_Collected data entries_:

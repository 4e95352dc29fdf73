/*!
  The translator's symbol table maps variables, constants and line numbers to memory locations.

  Variables and constants are data. They are allocated downward from the top of memory, so the
  first data symbol seen lives at the highest location. Each data location holds exactly one
  symbol and the table is really just a convenience wrapper around a `BiMap`. Line numbers name
  instruction locations instead, and several lines may share one location, so they are kept in
  a separate map.
*/

use std::collections::BTreeMap;
use std::fmt::{Display, Formatter};

use bimap::BiMap;
use prettytable::Table;
use thiserror::Error;

use crate::bytecode::Word;
use crate::display::TABLE_DISPLAY_FORMAT;
use crate::memory::Location;

pub type LineNumber = u32;

#[derive(Clone, Copy, Debug, Eq, PartialEq, Hash, Ord, PartialOrd)]
pub enum Symbol {
  Variable(char),
  Constant(Word),
  Line(LineNumber),
}

impl Symbol {
  /// Variables and constants occupy memory; line numbers only name it.
  pub fn is_data(&self) -> bool {
    !matches!(self, Symbol::Line(_))
  }

  pub fn kind(&self) -> &'static str {
    match self {
      Symbol::Variable(_) => "Variable",
      Symbol::Constant(_) => "Constant",
      Symbol::Line(_)     => "LineNumber",
    }
  }

  /// The integer a symbol is keyed by: character code, value, or line number.
  pub fn key(&self) -> i64 {
    match self {
      Symbol::Variable(name)  => *name as i64,
      Symbol::Constant(value) => *value as i64,
      Symbol::Line(line)      => *line as i64,
    }
  }
}

impl Display for Symbol {
  fn fmt(&self, f: &mut Formatter<'_>) -> std::fmt::Result {
    match self {
      Symbol::Variable(name)  => write!(f, "{}", name),
      Symbol::Constant(value) => write!(f, "{}", value),
      Symbol::Line(line)      => write!(f, "{}", line),
    }
  }
}

#[derive(Error, Clone, Copy, Debug, Eq, PartialEq)]
pub enum SymbolError {
  #[error("line number {0} cannot be allocated data memory")]
  NotAllocatable(Symbol),
  #[error("no memory left for `{0}`")]
  Exhausted(Symbol),
  #[error("line number {0} appears more than once")]
  DuplicateLine(LineNumber),
}

#[derive(Clone, Debug)]
pub struct SymbolTable {
  data   : BiMap<Symbol, Location>,
  lines  : BTreeMap<LineNumber, Location>,
  // The next location to allocate. `None` once location zero is taken.
  cursor : Option<Location>,
}

impl SymbolTable {

  pub fn new(memory_size: usize) -> SymbolTable {
    SymbolTable {
      data   : BiMap::new(),
      lines  : BTreeMap::new(),
      cursor : memory_size.checked_sub(1),
    }
  }

  /// Looks up a symbol without allocating.
  pub fn find(&self, symbol: &Symbol) -> Option<Location> {
    match symbol {
      Symbol::Line(line) => self.lines.get(line).copied(),
      _                  => self.data.get_by_left(symbol).copied()
    }
  }

  /// The variable or constant stored at `location`, if any.
  pub fn find_by_location(&self, location: Location) -> Option<Symbol> {
    self.data.get_by_right(&location).copied()
  }

  /**
    Returns the location of a variable or constant, allocating the next free location from the
    top of memory the first time the symbol is seen.
  */
  pub fn find_or_add(&mut self, symbol: Symbol) -> Result<Location, SymbolError> {
    if !symbol.is_data() {
      return Err(SymbolError::NotAllocatable(symbol));
    }
    if let Some(location) = self.data.get_by_left(&symbol) {
      return Ok(*location);
    }

    let location = self.cursor.ok_or(SymbolError::Exhausted(symbol))?;
    self.data.insert(symbol, location);
    self.cursor = location.checked_sub(1);
    Ok(location)
  }

  /// Records the instruction location a source line starts at.
  pub fn insert_line(&mut self, line: LineNumber, location: Location) -> Result<(), SymbolError> {
    match self.lines.contains_key(&line) {
      true  => Err(SymbolError::DuplicateLine(line)),
      false => {
        self.lines.insert(line, location);
        Ok(())
      }
    }
  }

  /**
    The highest location not yet allocated, which is where expression temporaries start. `None`
    when data memory is exhausted.
  */
  pub fn next_free(&self) -> Option<Location> {
    self.cursor
  }

  /// Keeps every later allocation below `location`, which the caller has taken for itself.
  pub fn reserve_from(&mut self, location: Location) {
    if let Some(cursor) = self.cursor {
      if cursor >= location {
        self.cursor = location.checked_sub(1);
      }
    }
  }

  /// The lowest location holding a variable or constant.
  pub fn data_floor(&self) -> Option<Location> {
    self.data.right_values().min().copied()
  }

  /// Locations of every variable and constant.
  pub fn data_locations(&self) -> impl Iterator<Item = Location> + '_ {
    self.data.right_values().copied()
  }

  /// Data symbols in allocation order (highest location first), then line numbers.
  pub fn entries(&self) -> Vec<(Symbol, Location)> {
    let mut data: Vec<(Symbol, Location)> =
      self.data.iter().map(|(symbol, location)| (*symbol, *location)).collect();
    data.sort_by(|a, b| b.1.cmp(&a.1));
    data.extend(self.lines.iter().map(|(line, location)| (Symbol::Line(*line), *location)));
    data
  }

  pub fn len(&self) -> usize {
    self.data.len() + self.lines.len()
  }

  pub fn is_empty(&self) -> bool {
    self.len() == 0
  }
}

impl Display for SymbolTable {
  fn fmt(&self, f: &mut Formatter<'_>) -> std::fmt::Result {
    let mut table = Table::new();
    table.set_format(*TABLE_DISPLAY_FORMAT);
    table.set_titles(row![ubr->"Symbol", ubl->"Type", ubr->"Location"]);

    for (symbol, location) in self.entries() {
      table.add_row(row![r->symbol, symbol.kind(), r->format!("{:02}", location)]);
    }

    write!(f, "{}", table)
  }
}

_PROBLEM TO WORK ON_: A single number is the whole answer: the tally of lines above that contain "SymbolTable".

_EXPECTED ANSWER_: 5